Data:

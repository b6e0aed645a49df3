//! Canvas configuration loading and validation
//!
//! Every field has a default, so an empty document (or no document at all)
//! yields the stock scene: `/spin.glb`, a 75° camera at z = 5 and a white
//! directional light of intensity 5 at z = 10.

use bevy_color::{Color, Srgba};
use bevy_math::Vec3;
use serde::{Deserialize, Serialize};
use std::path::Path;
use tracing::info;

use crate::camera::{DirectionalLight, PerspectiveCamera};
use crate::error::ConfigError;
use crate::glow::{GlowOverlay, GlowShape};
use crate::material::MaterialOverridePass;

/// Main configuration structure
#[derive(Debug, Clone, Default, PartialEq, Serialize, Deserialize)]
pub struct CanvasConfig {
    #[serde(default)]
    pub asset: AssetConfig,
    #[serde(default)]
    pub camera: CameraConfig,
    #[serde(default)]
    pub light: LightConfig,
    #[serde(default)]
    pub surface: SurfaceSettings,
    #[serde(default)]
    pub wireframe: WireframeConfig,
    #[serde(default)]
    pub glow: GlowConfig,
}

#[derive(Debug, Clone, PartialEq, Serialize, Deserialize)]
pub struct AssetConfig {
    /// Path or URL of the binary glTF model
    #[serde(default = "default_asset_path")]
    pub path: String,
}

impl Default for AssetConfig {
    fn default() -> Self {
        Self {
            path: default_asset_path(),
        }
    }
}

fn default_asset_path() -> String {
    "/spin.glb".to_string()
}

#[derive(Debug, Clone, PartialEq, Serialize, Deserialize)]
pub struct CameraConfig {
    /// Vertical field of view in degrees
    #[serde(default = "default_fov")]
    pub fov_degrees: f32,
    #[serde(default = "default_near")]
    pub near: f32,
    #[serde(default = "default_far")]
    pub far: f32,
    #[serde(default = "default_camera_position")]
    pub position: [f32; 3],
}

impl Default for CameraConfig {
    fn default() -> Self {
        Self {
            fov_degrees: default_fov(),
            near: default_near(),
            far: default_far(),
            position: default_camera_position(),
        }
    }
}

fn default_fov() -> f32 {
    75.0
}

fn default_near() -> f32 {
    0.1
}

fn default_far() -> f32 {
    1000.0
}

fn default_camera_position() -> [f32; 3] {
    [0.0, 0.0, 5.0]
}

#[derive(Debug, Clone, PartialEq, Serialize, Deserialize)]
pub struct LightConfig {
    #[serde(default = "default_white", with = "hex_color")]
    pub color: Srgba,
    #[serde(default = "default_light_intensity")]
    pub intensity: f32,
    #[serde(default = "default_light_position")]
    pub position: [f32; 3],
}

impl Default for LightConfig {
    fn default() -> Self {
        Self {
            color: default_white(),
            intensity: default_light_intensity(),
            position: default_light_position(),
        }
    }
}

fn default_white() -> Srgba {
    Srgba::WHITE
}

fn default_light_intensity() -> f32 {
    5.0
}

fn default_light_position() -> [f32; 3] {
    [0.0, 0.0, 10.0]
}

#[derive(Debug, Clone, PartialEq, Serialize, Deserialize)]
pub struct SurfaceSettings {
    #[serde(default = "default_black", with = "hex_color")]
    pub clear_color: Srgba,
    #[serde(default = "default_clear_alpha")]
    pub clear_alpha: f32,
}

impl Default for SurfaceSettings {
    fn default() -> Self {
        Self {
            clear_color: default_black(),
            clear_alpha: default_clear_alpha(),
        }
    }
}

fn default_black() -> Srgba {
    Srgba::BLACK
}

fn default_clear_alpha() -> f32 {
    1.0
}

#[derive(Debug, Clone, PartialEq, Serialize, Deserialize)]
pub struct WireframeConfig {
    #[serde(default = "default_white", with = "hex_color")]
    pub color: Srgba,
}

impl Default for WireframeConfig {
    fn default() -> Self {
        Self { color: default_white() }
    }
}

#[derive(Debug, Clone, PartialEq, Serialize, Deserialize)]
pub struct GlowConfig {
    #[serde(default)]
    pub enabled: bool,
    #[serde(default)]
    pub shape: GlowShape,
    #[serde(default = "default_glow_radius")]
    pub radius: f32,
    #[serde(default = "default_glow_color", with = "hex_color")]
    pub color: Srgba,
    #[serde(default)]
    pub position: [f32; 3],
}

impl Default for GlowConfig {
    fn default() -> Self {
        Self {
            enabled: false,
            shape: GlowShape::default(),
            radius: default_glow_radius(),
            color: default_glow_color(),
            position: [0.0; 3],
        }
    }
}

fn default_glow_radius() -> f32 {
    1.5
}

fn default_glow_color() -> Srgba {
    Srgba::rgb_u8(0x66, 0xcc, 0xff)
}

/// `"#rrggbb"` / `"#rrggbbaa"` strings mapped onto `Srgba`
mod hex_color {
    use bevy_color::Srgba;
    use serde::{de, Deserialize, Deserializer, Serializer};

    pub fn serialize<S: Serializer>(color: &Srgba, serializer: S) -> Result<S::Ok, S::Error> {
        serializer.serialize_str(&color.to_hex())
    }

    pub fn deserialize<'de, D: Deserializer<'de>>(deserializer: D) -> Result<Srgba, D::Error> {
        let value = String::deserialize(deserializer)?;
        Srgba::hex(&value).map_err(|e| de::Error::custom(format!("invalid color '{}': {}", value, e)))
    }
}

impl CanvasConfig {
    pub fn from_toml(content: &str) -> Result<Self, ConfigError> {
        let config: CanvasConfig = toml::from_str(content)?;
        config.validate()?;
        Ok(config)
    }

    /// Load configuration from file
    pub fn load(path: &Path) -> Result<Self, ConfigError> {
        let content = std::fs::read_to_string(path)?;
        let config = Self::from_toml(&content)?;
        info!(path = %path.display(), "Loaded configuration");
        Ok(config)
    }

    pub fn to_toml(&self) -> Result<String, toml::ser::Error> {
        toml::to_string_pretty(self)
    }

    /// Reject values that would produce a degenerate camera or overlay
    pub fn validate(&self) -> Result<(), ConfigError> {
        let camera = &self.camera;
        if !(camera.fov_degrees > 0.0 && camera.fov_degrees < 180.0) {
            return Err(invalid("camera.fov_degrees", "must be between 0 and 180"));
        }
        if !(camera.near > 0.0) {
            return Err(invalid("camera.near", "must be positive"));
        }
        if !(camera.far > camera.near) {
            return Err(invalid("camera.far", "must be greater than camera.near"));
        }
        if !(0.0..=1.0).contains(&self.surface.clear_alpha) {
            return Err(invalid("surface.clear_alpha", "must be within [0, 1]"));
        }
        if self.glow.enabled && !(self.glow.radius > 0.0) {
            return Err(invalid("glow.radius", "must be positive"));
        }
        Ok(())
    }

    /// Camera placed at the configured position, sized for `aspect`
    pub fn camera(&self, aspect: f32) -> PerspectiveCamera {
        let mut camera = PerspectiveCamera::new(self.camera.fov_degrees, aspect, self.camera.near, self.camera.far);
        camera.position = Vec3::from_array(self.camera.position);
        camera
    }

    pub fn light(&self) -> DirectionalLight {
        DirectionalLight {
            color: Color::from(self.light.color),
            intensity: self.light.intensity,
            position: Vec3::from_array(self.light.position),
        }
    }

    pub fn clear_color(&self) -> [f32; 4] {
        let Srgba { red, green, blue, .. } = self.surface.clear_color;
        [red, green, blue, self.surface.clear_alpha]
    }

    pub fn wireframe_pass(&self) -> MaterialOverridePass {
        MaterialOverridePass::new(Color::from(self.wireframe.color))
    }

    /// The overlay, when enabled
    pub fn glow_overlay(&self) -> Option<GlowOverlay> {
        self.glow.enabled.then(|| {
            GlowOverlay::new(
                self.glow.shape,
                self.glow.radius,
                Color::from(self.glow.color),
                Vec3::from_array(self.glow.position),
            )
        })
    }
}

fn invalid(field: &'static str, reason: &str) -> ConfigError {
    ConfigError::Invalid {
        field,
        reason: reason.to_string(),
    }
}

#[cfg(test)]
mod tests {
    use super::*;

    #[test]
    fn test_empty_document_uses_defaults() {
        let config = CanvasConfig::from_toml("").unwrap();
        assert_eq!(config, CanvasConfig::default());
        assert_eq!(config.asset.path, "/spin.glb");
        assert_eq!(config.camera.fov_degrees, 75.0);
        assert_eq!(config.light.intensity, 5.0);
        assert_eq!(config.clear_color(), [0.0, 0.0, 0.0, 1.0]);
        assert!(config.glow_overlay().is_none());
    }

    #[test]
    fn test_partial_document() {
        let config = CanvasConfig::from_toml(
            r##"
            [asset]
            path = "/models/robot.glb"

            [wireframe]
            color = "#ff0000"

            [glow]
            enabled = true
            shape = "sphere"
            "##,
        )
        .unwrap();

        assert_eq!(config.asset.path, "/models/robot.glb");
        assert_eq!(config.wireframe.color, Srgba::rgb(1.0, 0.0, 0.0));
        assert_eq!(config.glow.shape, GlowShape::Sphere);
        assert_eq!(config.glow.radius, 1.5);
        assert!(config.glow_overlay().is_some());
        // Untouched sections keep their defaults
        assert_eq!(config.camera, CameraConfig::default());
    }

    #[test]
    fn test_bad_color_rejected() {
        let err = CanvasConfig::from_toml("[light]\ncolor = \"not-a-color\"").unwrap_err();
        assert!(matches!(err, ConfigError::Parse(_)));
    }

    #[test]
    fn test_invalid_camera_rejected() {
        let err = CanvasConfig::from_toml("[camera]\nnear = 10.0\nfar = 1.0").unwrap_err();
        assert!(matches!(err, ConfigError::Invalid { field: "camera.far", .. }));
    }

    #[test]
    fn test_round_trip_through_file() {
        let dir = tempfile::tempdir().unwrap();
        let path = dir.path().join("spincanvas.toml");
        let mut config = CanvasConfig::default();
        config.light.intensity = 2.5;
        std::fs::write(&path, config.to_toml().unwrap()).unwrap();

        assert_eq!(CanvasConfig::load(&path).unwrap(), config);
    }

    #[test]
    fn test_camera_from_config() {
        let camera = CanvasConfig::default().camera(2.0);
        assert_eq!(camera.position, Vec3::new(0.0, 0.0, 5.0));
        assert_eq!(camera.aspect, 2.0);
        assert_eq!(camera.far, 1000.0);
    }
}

Task directions: Among the entries, find every line holding "aspect" and return it.

Task answer:
    /// Camera placed at the configured position, sized for `aspect`
    pub fn camera(&self, aspect: f32) -> PerspectiveCamera {
        let mut camera = PerspectiveCamera::new(self.camera.fov_degrees, aspect, self.camera.near, self.camera.far);
        assert_eq!(camera.aspect, 2.0);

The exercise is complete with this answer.